§ ASSIGNMENT
Output exactly, with nothing added, the entries from the first line through the line with "pub fn enter()".

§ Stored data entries

================================

//! Terminal screen backed by crossterm
//!
//! Owns raw mode and the alternate screen for the lifetime of a run.

use std::io::{self, Stdout, Write, stdout};

use crossterm::{
    cursor, execute, queue,
    style::{self, Color},
    terminal::{self, ClearType},
};

use crate::game::FrameSink;
use crate::renderer::{Frame, Tint};

/// Terminal color for a tint
pub fn color_for(tint: Tint) -> Option<Color> {
    match tint {
        Tint::Plain => None,
        Tint::Obstacle => Some(Color::Red),
        Tint::PowerUp | Tint::Shield => Some(Color::Green),
        Tint::Divider => Some(Color::Yellow),
    }
}

/// Raw-mode alternate screen; restored on `announce` or drop
pub struct TerminalScreen {
    out: Stdout,
    active: bool,
}

impl TerminalScreen {
    /// Switch the terminal into game mode
    pub fn enter() -> io::Result<Self> {
        terminal::enable_raw_mode()?;
        let mut out = stdout();
        if let Err(e) = execute!(
            out,
            terminal::EnterAlternateScreen,
            cursor::Hide,
            terminal::DisableLineWrap,
        ) {
            let _ = terminal::disable_raw_mode();
            return Err(e);
        }
        Ok(Self { out, active: true })
    }

    fn restore(&mut self) -> io::Result<()> {
        if !self.active {
            return Ok(());
        }
        self.active = false;
        execute!(
            self.out,
            terminal::LeaveAlternateScreen,
            cursor::Show,
            terminal::EnableLineWrap,
        )?;
        terminal::disable_raw_mode()
    }
}

impl FrameSink for TerminalScreen {
    fn present(&mut self, frame: &Frame) -> io::Result<()> {
        if !self.active {
            return Ok(());
        }
        let out = &mut self.out;
        queue!(out, cursor::MoveTo(0, 0))?;
        for line in &frame.lines {
            for span in &line.spans {
                match color_for(span.tint) {
                    Some(color) => queue!(
                        out,
                        style::SetForegroundColor(color),
                        style::Print(&span.text),
                        style::ResetColor
                    )?,
                    None => queue!(out, style::Print(&span.text))?,
                }
            }
            queue!(
                out,
                terminal::Clear(ClearType::UntilNewLine),
                style::Print("\r\n")
            )?;
        }
        queue!(out, terminal::Clear(ClearType::FromCursorDown))?;
        out.flush()
    }

    fn announce(&mut self, message: &str) -> io::Result<()> {
        self.restore()?;
        writeln!(self.out, "{message}")?;
        self.out.flush()
    }
}

impl Drop for TerminalScreen {
    fn drop(&mut self) {
        if let Err(e) = self.restore() {
            log::warn!("Failed to restore terminal: {e}");
        }
    }
}

#[cfg(test)]
mod tests {
    use super::*;

    #[test]
    fn test_tint_colors() {
        assert_eq!(color_for(Tint::Plain), None);
        assert_eq!(color_for(Tint::Obstacle), Some(Color::Red));
        assert_eq!(color_for(Tint::PowerUp), Some(Color::Green));
        assert_eq!(color_for(Tint::Shield), Some(Color::Green));
        assert_eq!(color_for(Tint::Divider), Some(Color::Yellow));
    }
}
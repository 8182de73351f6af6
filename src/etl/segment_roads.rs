use std::path::Path;

use log::info;

use crate::data::RoadNetwork;
use crate::data::topology::SegmentedNetwork;
use crate::errors::Result;
use crate::etl::{parse_osm, read_cache, write_cache, Etl};
use crate::topology::{filter_out_orphan_nodes, get_crossings, invert_ways, SegmentBuilder};

pub const ETL_NAME: &str = "segment_roads";
pub const OUTPUT_FILE_NAME: &str = "segments.rkyv";

/// Splits the parsed ways into branch-free segments.
#[derive(Default)]
pub struct SegmentRoadsEtl;

impl Etl for SegmentRoadsEtl {
    type Input = RoadNetwork;
    type Output = SegmentedNetwork;

    fn etl_name(&self) -> &str {
        ETL_NAME
    }

    fn output_file_name(&self) -> &str {
        OUTPUT_FILE_NAME
    }

    fn extract(&mut self, dir: &Path) -> Result<Self::Input> {
        read_cache(&dir.join(parse_osm::OUTPUT_FILE_NAME))
    }

    fn transform(&mut self, input: Self::Input) -> Result<Self::Output> {
        let RoadNetwork { coordinates, mut ways } = input;

        let mut inverted = invert_ways(&ways);
        let report = filter_out_orphan_nodes(&mut ways, &mut inverted, &coordinates);
        if report.orphan_nodes > 0 {
            info!(orphan_nodes = report.orphan_nodes, dropped_references = report.dropped_references;
                "Filtered orphan nodes");
        }

        let crossings = get_crossings(&inverted);
        info!(nodes = inverted.len(), crossings = crossings.len(); "Found crossings");

        let mut builder = SegmentBuilder::default();
        for way in tqdm::tqdm(ways.iter()) {
            builder.add_way(way, &crossings);
        }
        let (segments, node_segments) = builder.finish();
        info!(ways = ways.len(), segments = segments.len(); "Found segments");

        Ok(SegmentedNetwork {
            coordinates,
            segments,
            node_segments,
        })
    }

    fn load(&mut self, dir: &Path, output: Self::Output) -> Result<()> {
        write_cache(&self.output_path(dir), &output)
    }
}
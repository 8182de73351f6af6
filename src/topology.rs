use std::collections::{HashMap, HashSet};

use log::debug;

use crate::data::osm::{Coord, NodeId, Way};
use crate::data::topology::{InvertedSegmentIndex, InvertedWayIndex, Segment, SegmentId};

/// Maps every node to the ways referencing it. A node listed twice by the same way
/// gets that way twice, which makes loops show up as crossings.
pub fn invert_ways(ways: &[Way]) -> InvertedWayIndex {
    let mut inverted = InvertedWayIndex::new();
    for way in ways {
        for node in &way.nodes {
            inverted.entry(*node).or_default().push(way.id);
        }
    }
    inverted
}

/// Nodes referenced more than once across all ways.
pub fn get_crossings(inverted: &InvertedWayIndex) -> HashSet<NodeId> {
    inverted.iter()
        .filter(|(_, way_ids)| way_ids.len() > 1)
        .map(|(node, _)| *node)
        .collect()
}

#[derive(Debug, Default, Clone, Copy, PartialEq, Eq)]
pub struct OrphanReport {
    /// Distinct node ids dropped from the inverted way index.
    pub orphan_nodes: usize,
    /// Node references dropped from ways, duplicates included.
    pub dropped_references: usize,
}

/// Drops every node reference without a coordinate, from the ways (keeping order and
/// repeats of the survivors) and from the inverted way index.
///
/// When the index and the coordinate store have the same number of nodes they are
/// assumed to agree and nothing is touched.
pub fn filter_out_orphan_nodes(
    ways: &mut [Way],
    inverted: &mut InvertedWayIndex,
    coordinates: &HashMap<NodeId, Coord>,
) -> OrphanReport {
    if inverted.len() == coordinates.len() {
        return OrphanReport::default();
    }

    let mut report = OrphanReport::default();
    for way in ways.iter_mut() {
        let before = way.nodes.len();
        way.nodes.retain(|node| coordinates.contains_key(node));
        report.dropped_references += before - way.nodes.len();
    }

    let before = inverted.len();
    inverted.retain(|node, _| coordinates.contains_key(node));
    report.orphan_nodes = before - inverted.len();

    debug!(orphan_nodes = report.orphan_nodes, dropped_references = report.dropped_references;
        "Filtered orphan nodes");
    report
}

/// Splits ways one at a time, handing out dense segment ids and keeping the
/// inverted segment index in step.
#[derive(Default)]
pub struct SegmentBuilder {
    segments: Vec<Segment>,
    node_segments: InvertedSegmentIndex,
}

impl SegmentBuilder {
    fn close(&mut self, nodes: Vec<NodeId>) {
        let id = self.segments.len() as SegmentId;
        for node in &nodes {
            let owners = self.node_segments.entry(*node).or_default();
            // a segment revisiting a node is listed once for it
            if owners.last() != Some(&id) {
                owners.push(id);
            }
        }
        self.segments.push(Segment { id, nodes });
    }

    /// Consecutive segments of a way share their boundary crossing. A way ending on a
    /// crossing leaves that crossing behind as a trailing one-node segment, and a way
    /// without crossings is kept whole.
    pub fn add_way(&mut self, way: &Way, crossings: &HashSet<NodeId>) {
        if !way.nodes.iter().any(|node| crossings.contains(node)) {
            self.close(way.nodes.clone());
            return;
        }

        let mut segment: Vec<NodeId> = Vec::new();
        for node in &way.nodes {
            segment.push(*node);
            if crossings.contains(node) && segment.len() > 1 {
                self.close(std::mem::replace(&mut segment, vec![*node]));
            }
        }
        self.close(segment);
    }

    pub fn finish(self) -> (Vec<Segment>, InvertedSegmentIndex) {
        debug!(segments = self.segments.len(); "Built segments");
        (self.segments, self.node_segments)
    }
}

/// Splits every way at its crossings. Ids run from 0 across all ways, in way order.
pub fn get_segments(ways: &[Way], crossings: &HashSet<NodeId>) -> (Vec<Segment>, InvertedSegmentIndex) {
    let mut builder = SegmentBuilder::default();
    for way in ways {
        builder.add_way(way, crossings);
    }
    builder.finish()
}

#[cfg(test)]
mod tests {
    use super::*;

    use rand::{Rng, SeedableRng};
    use rand_xorshift::XorShiftRng;

    fn way(id: u64, nodes: &[NodeId]) -> Way {
        Way { id, nodes: nodes.to_vec() }
    }

    fn coords(ids: &[NodeId]) -> HashMap<NodeId, Coord> {
        ids.iter().map(|id| (*id, Coord::new(*id as f64, 0.0))).collect()
    }

    fn segment_nodes(segments: &[Segment]) -> Vec<Vec<NodeId>> {
        segments.iter().map(|s| s.nodes.clone()).collect()
    }

    /// Joins segments back into a path, counting each shared boundary node once.
    fn stitch(segments: &[Segment]) -> Vec<NodeId> {
        let mut path = segments[0].nodes.clone();
        for segment in &segments[1..] {
            assert_eq!(path.last(), segment.nodes.first(), "segments do not share a boundary");
            path.extend_from_slice(&segment.nodes[1..]);
        }
        path
    }

    fn random_ways(rng: &mut XorShiftRng) -> Vec<Way> {
        let num_nodes = rng.gen_range(1..60);
        (0..rng.gen_range(0..25))
            .map(|id| {
                let len = rng.gen_range(0..12);
                let nodes = (0..len).map(|_| rng.gen_range(0..num_nodes)).collect::<Vec<_>>();
                way(id, &nodes)
            })
            .collect()
    }

    #[test]
    fn inverted_index_keeps_scan_order_and_repeats() {
        let ways = vec![way(7, &[1, 2, 1]), way(3, &[2, 4])];
        let inverted = invert_ways(&ways);
        assert_eq!(inverted[&1], vec![7, 7]);
        assert_eq!(inverted[&2], vec![7, 3]);
        assert_eq!(inverted[&4], vec![3]);
    }

    #[test]
    fn crossings_are_shared_nodes_and_loops() {
        let ways = vec![way(1, &[1, 2, 3]), way(2, &[4, 2, 5]), way(3, &[6, 7, 6])];
        let crossings = get_crossings(&invert_ways(&ways));
        assert_eq!(crossings, HashSet::from([2, 6]));
    }

    #[test]
    fn reconciler_is_a_no_op_when_counts_match() {
        let mut ways = vec![way(1, &[1, 2, 3])];
        let mut inverted = invert_ways(&ways);
        let report = filter_out_orphan_nodes(&mut ways, &mut inverted, &coords(&[1, 2, 3]));
        assert_eq!(report, OrphanReport::default());
        assert_eq!(ways[0].nodes, vec![1, 2, 3]);
        assert_eq!(inverted.len(), 3);
    }

    #[test]
    fn reconciler_drops_orphans_and_keeps_order() {
        let mut ways = vec![way(1, &[9, 1, 2, 9, 1, 3]), way(2, &[8, 8]), way(3, &[3, 4])];
        let mut inverted = invert_ways(&ways);
        let report = filter_out_orphan_nodes(&mut ways, &mut inverted, &coords(&[1, 2, 3, 4]));

        assert_eq!(report, OrphanReport { orphan_nodes: 2, dropped_references: 4 });
        assert_eq!(ways[0].nodes, vec![1, 2, 1, 3]);
        assert!(ways[1].nodes.is_empty());
        assert_eq!(ways[2].nodes, vec![3, 4]);
        assert!(!inverted.contains_key(&8));
        assert!(!inverted.contains_key(&9));
        assert_eq!(inverted[&1], vec![1, 1]);
    }

    #[test]
    fn splits_at_interior_crossing() {
        let ways = vec![way(1, &[1, 2, 3]), way(2, &[4, 2])];
        let crossings = get_crossings(&invert_ways(&ways));
        let (segments, node_segments) = get_segments(&ways[..1], &crossings);

        assert_eq!(segment_nodes(&segments), vec![vec![1, 2], vec![2, 3]]);
        assert_eq!(segments.iter().map(|s| s.id).collect::<Vec<_>>(), vec![0, 1]);
        assert_eq!(node_segments[&1], vec![0]);
        assert_eq!(node_segments[&2], vec![0, 1]);
        assert_eq!(node_segments[&3], vec![1]);
    }

    #[test]
    fn way_without_crossings_is_one_segment() {
        let ways = vec![way(1, &[1, 2, 3, 4])];
        let (segments, node_segments) = get_segments(&ways, &HashSet::new());
        assert_eq!(segment_nodes(&segments), vec![vec![1, 2, 3, 4]]);
        for node in 1..=4u64 {
            assert_eq!(node_segments[&node], vec![0]);
        }
    }

    #[test]
    fn leading_crossing_does_not_split_alone() {
        let crossings = HashSet::from([1, 4]);
        let ways = vec![way(1, &[1, 2, 3, 4, 5])];
        let (segments, _) = get_segments(&ways, &crossings);
        assert_eq!(segment_nodes(&segments), vec![vec![1, 2, 3, 4], vec![4, 5]]);
    }

    #[test]
    fn trailing_crossing_leaves_a_singleton_segment() {
        let crossings = HashSet::from([3]);
        let ways = vec![way(1, &[1, 2, 3])];
        let (segments, node_segments) = get_segments(&ways, &crossings);
        assert_eq!(segment_nodes(&segments), vec![vec![1, 2, 3], vec![3]]);
        assert_eq!(node_segments[&3], vec![0, 1]);
    }

    #[test]
    fn way_made_only_of_crossings() {
        let crossings = HashSet::from([1, 2, 3]);
        let ways = vec![way(1, &[1, 2, 3])];
        let (segments, _) = get_segments(&ways, &crossings);
        assert_eq!(segment_nodes(&segments), vec![vec![1, 2], vec![2, 3], vec![3]]);
    }

    #[test]
    fn ids_continue_across_ways() {
        let ways = vec![way(1, &[1, 2, 3]), way(2, &[4, 2, 5]), way(3, &[6, 7])];
        let crossings = get_crossings(&invert_ways(&ways));
        let (segments, _) = get_segments(&ways, &crossings);
        assert_eq!(
            segment_nodes(&segments),
            vec![vec![1, 2], vec![2, 3], vec![4, 2], vec![2, 5], vec![6, 7]]
        );
        assert_eq!(segments.iter().map(|s| s.id).collect::<Vec<_>>(), vec![0, 1, 2, 3, 4]);
    }

    #[test]
    fn empty_inputs_give_empty_outputs() {
        let inverted = invert_ways(&[]);
        assert!(inverted.is_empty());
        assert!(get_crossings(&inverted).is_empty());
        let (segments, node_segments) = get_segments(&[], &HashSet::new());
        assert!(segments.is_empty());
        assert!(node_segments.is_empty());
    }

    #[test]
    fn emptied_way_becomes_an_empty_segment() {
        let (segments, node_segments) = get_segments(&[way(1, &[])], &HashSet::new());
        assert_eq!(segments, vec![Segment { id: 0, nodes: vec![] }]);
        assert!(node_segments.is_empty());
    }

    #[test]
    fn loop_node_is_indexed_once_per_segment() {
        let ways = vec![way(1, &[1, 2, 1])];
        let crossings = get_crossings(&invert_ways(&ways));
        assert_eq!(crossings, HashSet::from([1]));
        let (segments, node_segments) = get_segments(&ways, &crossings);
        assert_eq!(segment_nodes(&segments), vec![vec![1, 2, 1], vec![1]]);
        assert_eq!(node_segments[&1], vec![0, 1]);
    }

    #[test]
    fn builder_fed_way_by_way_matches_get_segments() {
        let ways = vec![way(1, &[1, 2, 3]), way(2, &[4, 2, 5, 6]), way(3, &[6, 7]), way(4, &[])];
        let crossings = get_crossings(&invert_ways(&ways));

        let mut builder = SegmentBuilder::default();
        for way in &ways {
            builder.add_way(way, &crossings);
        }
        assert_eq!(builder.finish(), get_segments(&ways, &crossings));
    }

    #[test]
    fn orphans_are_not_crossings_once_reconciled() {
        let mut ways = vec![way(1, &[1, 9, 2]), way(2, &[3, 9, 4])];
        let mut inverted = invert_ways(&ways);
        filter_out_orphan_nodes(&mut ways, &mut inverted, &coords(&[1, 2, 3, 4]));

        let crossings = get_crossings(&inverted);
        assert!(crossings.is_empty());
        let (segments, _) = get_segments(&ways, &crossings);
        assert_eq!(segment_nodes(&segments), vec![vec![1, 2], vec![3, 4]]);
    }

    #[test]
    fn random_networks_hold_segment_properties() {
        let mut rng = XorShiftRng::from_seed([42; 16]);
        for _ in 0..200 {
            let ways = random_ways(&mut rng);
            let inverted = invert_ways(&ways);
            let crossings = get_crossings(&inverted);

            for (node, way_ids) in &inverted {
                assert_eq!(crossings.contains(node), way_ids.len() > 1);
            }

            let (segments, node_segments) = get_segments(&ways, &crossings);

            // ids are dense
            for (idx, segment) in segments.iter().enumerate() {
                assert_eq!(segment.id, idx as SegmentId);
            }

            // node in segment <=> segment in the node's index entry
            for segment in &segments {
                for node in &segment.nodes {
                    assert!(node_segments[node].contains(&segment.id));
                }
            }
            for (node, ids) in &node_segments {
                for id in ids {
                    assert!(segments[*id as usize].nodes.contains(node));
                }
            }

            // no crossing strictly inside a segment
            for segment in &segments {
                if segment.nodes.len() > 2 {
                    let inner = &segment.nodes[1..segment.nodes.len() - 1];
                    assert!(inner.iter().all(|node| !crossings.contains(node)));
                }
            }

            // every way is reproduced by its own segments
            let mut total = 0;
            for way in &ways {
                let (own, _) = get_segments(std::slice::from_ref(way), &crossings);
                total += own.len();
                if way.nodes.is_empty() {
                    continue;
                }
                assert_eq!(stitch(&own), way.nodes);
                if !way.nodes.iter().any(|node| crossings.contains(node)) {
                    assert_eq!(own.len(), 1);
                }
            }
            assert_eq!(total, segments.len());

            let (again, again_index) = get_segments(&ways, &crossings);
            assert_eq!(again, segments);
            assert_eq!(again_index, node_segments);
        }
    }
}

================================

§ EXERCISE SOLUTION
//! Terminal screen backed by crossterm
//!
//! Owns raw mode and the alternate screen for the lifetime of a run.

use std::io::{self, Stdout, Write, stdout};

use crossterm::{
    cursor, execute, queue,
    style::{self, Color},
    terminal::{self, ClearType},
};

use crate::game::FrameSink;
use crate::renderer::{Frame, Tint};

/// Terminal color for a tint
pub fn color_for(tint: Tint) -> Option<Color> {
    match tint {
        Tint::Plain => None,
        Tint::Obstacle => Some(Color::Red),
        Tint::PowerUp | Tint::Shield => Some(Color::Green),
        Tint::Divider => Some(Color::Yellow),
    }
}

/// Raw-mode alternate screen; restored on `announce` or drop
pub struct TerminalScreen {
    out: Stdout,
    active: bool,
}

impl TerminalScreen {
    /// Switch the terminal into game mode
    pub fn enter() -> io::Result<Self> {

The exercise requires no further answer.